Dataset entries
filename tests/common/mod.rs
// tests/common/mod.rs

#![allow(dead_code)]

use haba::{
    config::Config,
    db,
    models::{
        category::Category,
        post::{NewPost, Post},
        user::{Role, User},
    },
    routes,
    state::AppState,
};
use sqlx::SqlitePool;

pub const PASSWORD: &str = "password123";

pub struct TestApp {
    pub address: String,
    pub pool: SqlitePool,
    pub client: reqwest::Client,
}

/// Fresh in-memory database with migrations applied.
///
/// A single connection keeps the in-memory database alive and shared
/// between the server and the test body.
pub async fn test_pool() -> SqlitePool {
    let pool = db::connect("sqlite::memory:", 1)
        .await
        .expect("Failed to open in-memory SQLite");
    db::migrate(&pool).await.expect("Failed to migrate database");
    pool
}

pub fn test_config() -> Config {
    Config {
        database_url: "sqlite::memory:".to_string(),
        jwt_secret: "test_secret_for_integration_tests".to_string(),
        jwt_expiration: 600,
        rust_log: "error".to_string(),
        bind_addr: "127.0.0.1:0".parse().unwrap(),
        comments_premoderated: false,
        admin_username: None,
        admin_password: None,
    }
}

/// Spawns the app on a random port for testing.
pub async fn spawn_app() -> TestApp {
    spawn_app_with(test_config()).await
}

pub async fn spawn_app_with(config: Config) -> TestApp {
    let pool = test_pool().await;

    let state = AppState {
        pool: pool.clone(),
        config,
    };
    let app = routes::create_router(state);

    let listener = tokio::net::TcpListener::bind("127.0.0.1:0")
        .await
        .expect("Failed to bind random port");
    let port = listener.local_addr().unwrap().port();

    tokio::spawn(async move {
        axum::serve(listener, app).await.unwrap();
    });

    TestApp {
        address: format!("http://127.0.0.1:{}", port),
        pool,
        client: reqwest::Client::new(),
    }
}

pub fn unique_name(prefix: &str) -> String {
    format!("{}_{}", prefix, &uuid::Uuid::new_v4().to_string()[..8])
}

impl TestApp {
    pub fn url(&self, path: &str) -> String {
        format!("{}{}", self.address, path)
    }

    /// Registers through the API, promotes the role directly in the
    /// database when needed, and logs in. Returns (user id, token).
    pub async fn user_with_role(&self, username: &str, role: Role) -> (i64, String) {
        let resp = self
            .client
            .post(self.url("/auth/register"))
            .json(&serde_json::json!({"username": username, "password": PASSWORD}))
            .send()
            .await
            .expect("Register failed");
        assert_eq!(resp.status().as_u16(), 201);
        let user: serde_json::Value = resp.json().await.unwrap();
        let id = user["id"].as_i64().unwrap();

        if role != Role::User {
            sqlx::query("UPDATE users SET role = $1 WHERE id = $2")
                .bind(role)
                .bind(id)
                .execute(&self.pool)
                .await
                .unwrap();
        }

        (id, self.login(username).await)
    }

    /// Logs in with the shared test password and returns a fresh token.
    pub async fn login(&self, username: &str) -> String {
        let login: serde_json::Value = self
            .client
            .post(self.url("/auth/login"))
            .json(&serde_json::json!({"username": username, "password": PASSWORD}))
            .send()
            .await
            .expect("Login failed")
            .json()
            .await
            .unwrap();

        login["token"].as_str().expect("Token not found").to_string()
    }

    pub async fn user(&self, prefix: &str) -> (i64, String) {
        self.user_with_role(&unique_name(prefix), Role::User).await
    }

    pub async fn create_post(
        &self,
        token: &str,
        body: serde_json::Value,
    ) -> reqwest::Response {
        self.client
            .post(self.url("/create_post/"))
            .bearer_auth(token)
            .json(&body)
            .send()
            .await
            .unwrap()
    }
}

/// Inserts a user directly; the password hash is not usable for login.
pub async fn insert_user(pool: &SqlitePool, username: &str) -> User {
    User::create(pool, username, "not-a-hash", Role::User)
        .await
        .unwrap()
}

pub async fn insert_category(pool: &SqlitePool, name: &str) -> Category {
    Category::create(pool, name, &haba::utils::slug::slugify(name))
        .await
        .unwrap()
}

/// Inserts a post bypassing the API.
pub async fn insert_post(
    pool: &SqlitePool,
    author: &User,
    category: &Category,
    slug: &str,
    is_published: bool,
) -> Post {
    let mut conn = pool.acquire().await.unwrap();
    Post::create(
        &mut conn,
        &NewPost {
            category_id: category.id,
            author_id: author.id,
            title: format!("Title of {}", slug),
            slug: slug.to_string(),
            content: "<p>body</p>".to_string(),
            photo: "photos/2026/01/01/cover.jpg".to_string(),
            is_published,
            tag_ids: Vec::new(),
        },
    )
    .await
    .unwrap()
}
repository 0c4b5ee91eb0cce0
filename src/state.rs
use crate::config::Config;
use axum::extract::FromRef;
use sqlx::SqlitePool;

#[derive(Clone)]
pub struct AppState {
    pub pool: SqlitePool,
    pub config: Config,
}

impl FromRef<AppState> for SqlitePool {
    fn from_ref(state: &AppState) -> Self {
        state.pool.clone()
    }
}

impl FromRef<AppState> for Config {
    fn from_ref(state: &AppState) -> Self {
        state.config.clone()
    }
}
#[tokio::test]
async fn admin_appoints_a_moderator_through_the_api() {
    let app = spawn_app().await;
    let (_, admin) = app.user_with_role(&unique_name("admin"), Role::Admin).await;
    let username = unique_name("helper");
    let (helper_id, helper) = app.user_with_role(&username, Role::User).await;

    let before = app
        .client
        .get(app.url("/moderation/complaints"))
        .bearer_auth(&helper)
        .send()
        .await
        .unwrap();
    assert_eq!(before.status().as_u16(), 403);

    // Only admins manage users.
    let not_admin = app
        .client
        .put(app.url(&format!("/admin/users/{}", helper_id)))
        .bearer_auth(&helper)
        .json(&serde_json::json!({"role": "moderator"}))
        .send()
        .await
        .unwrap();
    assert_eq!(not_admin.status().as_u16(), 403);

    let promoted: serde_json::Value = app
        .client
        .put(app.url(&format!("/admin/users/{}", helper_id)))
        .bearer_auth(&admin)
        .json(&serde_json::json!({"role": "moderator"}))
        .send()
        .await
        .unwrap()
        .json()
        .await
        .unwrap();
    assert_eq!(promoted["role"], "moderator");
    assert!(promoted.get("password").is_none());

    let users: Vec<serde_json::Value> = app
        .client
        .get(app.url("/admin/users"))
        .bearer_auth(&admin)
        .send()
        .await
        .unwrap()
        .json()
        .await
        .unwrap();
    assert!(users.iter().any(|u| u["id"] == helper_id && u["role"] == "moderator"));

    // The role travels in the token, so a fresh login picks it up.
    let helper = app.login(&username).await;
    let after = app
        .client
        .get(app.url("/moderation/complaints"))
        .bearer_auth(&helper)
        .send()
        .await
        .unwrap();
    assert_eq!(after.status().as_u16(), 200);

    let missing = app
        .client
        .put(app.url("/admin/users/424242"))
        .bearer_auth(&admin)
        .json(&serde_json::json!({"role": "moderator"}))
        .send()
        .await
        .unwrap();
    assert_eq!(missing.status().as_u16(), 404);
}

#[tokio::test]
async fn admin_cannot_change_own_role() {
    let app = spawn_app().await;
    let (admin_id, admin) = app.user_with_role(&unique_name("admin"), Role::Admin).await;

    let resp = app
        .client
        .put(app.url(&format!("/admin/users/{}", admin_id)))
        .bearer_auth(&admin)
        .json(&serde_json::json!({"role": "user"}))
        .send()
        .await
        .unwrap();
    assert_eq!(resp.status().as_u16(), 400);
}
use crate::error::AppError;
use argon2::{
    Argon2,
    password_hash::{
        self, PasswordHash, PasswordHasher, PasswordVerifier, SaltString, rand_core::OsRng,
    },
};

/// Hashes a plaintext password into a PHC string (Argon2id, random salt).
pub fn hash_password(password: &str) -> Result<String, AppError> {
    let salt = SaltString::generate(&mut OsRng);

    Argon2::default()
        .hash_password(password.as_bytes(), &salt)
        .map(|hash| hash.to_string())
        .map_err(|e| AppError::InternalServerError(format!("password hashing failed: {}", e)))
}

/// Checks `password` against a stored PHC string.
/// A mismatch is `Ok(false)`; a malformed stored hash is an error.
pub fn verify_password(password: &str, stored_hash: &str) -> Result<bool, AppError> {
    let parsed = PasswordHash::new(stored_hash)
        .map_err(|e| AppError::InternalServerError(format!("stored hash unreadable: {}", e)))?;

    match Argon2::default().verify_password(password.as_bytes(), &parsed) {
        Ok(()) => Ok(true),
        Err(password_hash::Error::Password) => Ok(false),
        Err(e) => Err(AppError::InternalServerError(e.to_string())),
    }
}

About this task.
Scan the data for the string "SqlitePool" and copy each line in which it occurs.

Answer section.
use sqlx::SqlitePool;
    pub pool: SqlitePool,
pub async fn test_pool() -> SqlitePool {
pub async fn insert_user(pool: &SqlitePool, username: &str) -> User {
pub async fn insert_category(pool: &SqlitePool, name: &str) -> Category {
    pool: &SqlitePool,
use sqlx::SqlitePool;
    pub pool: SqlitePool,
impl FromRef<AppState> for SqlitePool {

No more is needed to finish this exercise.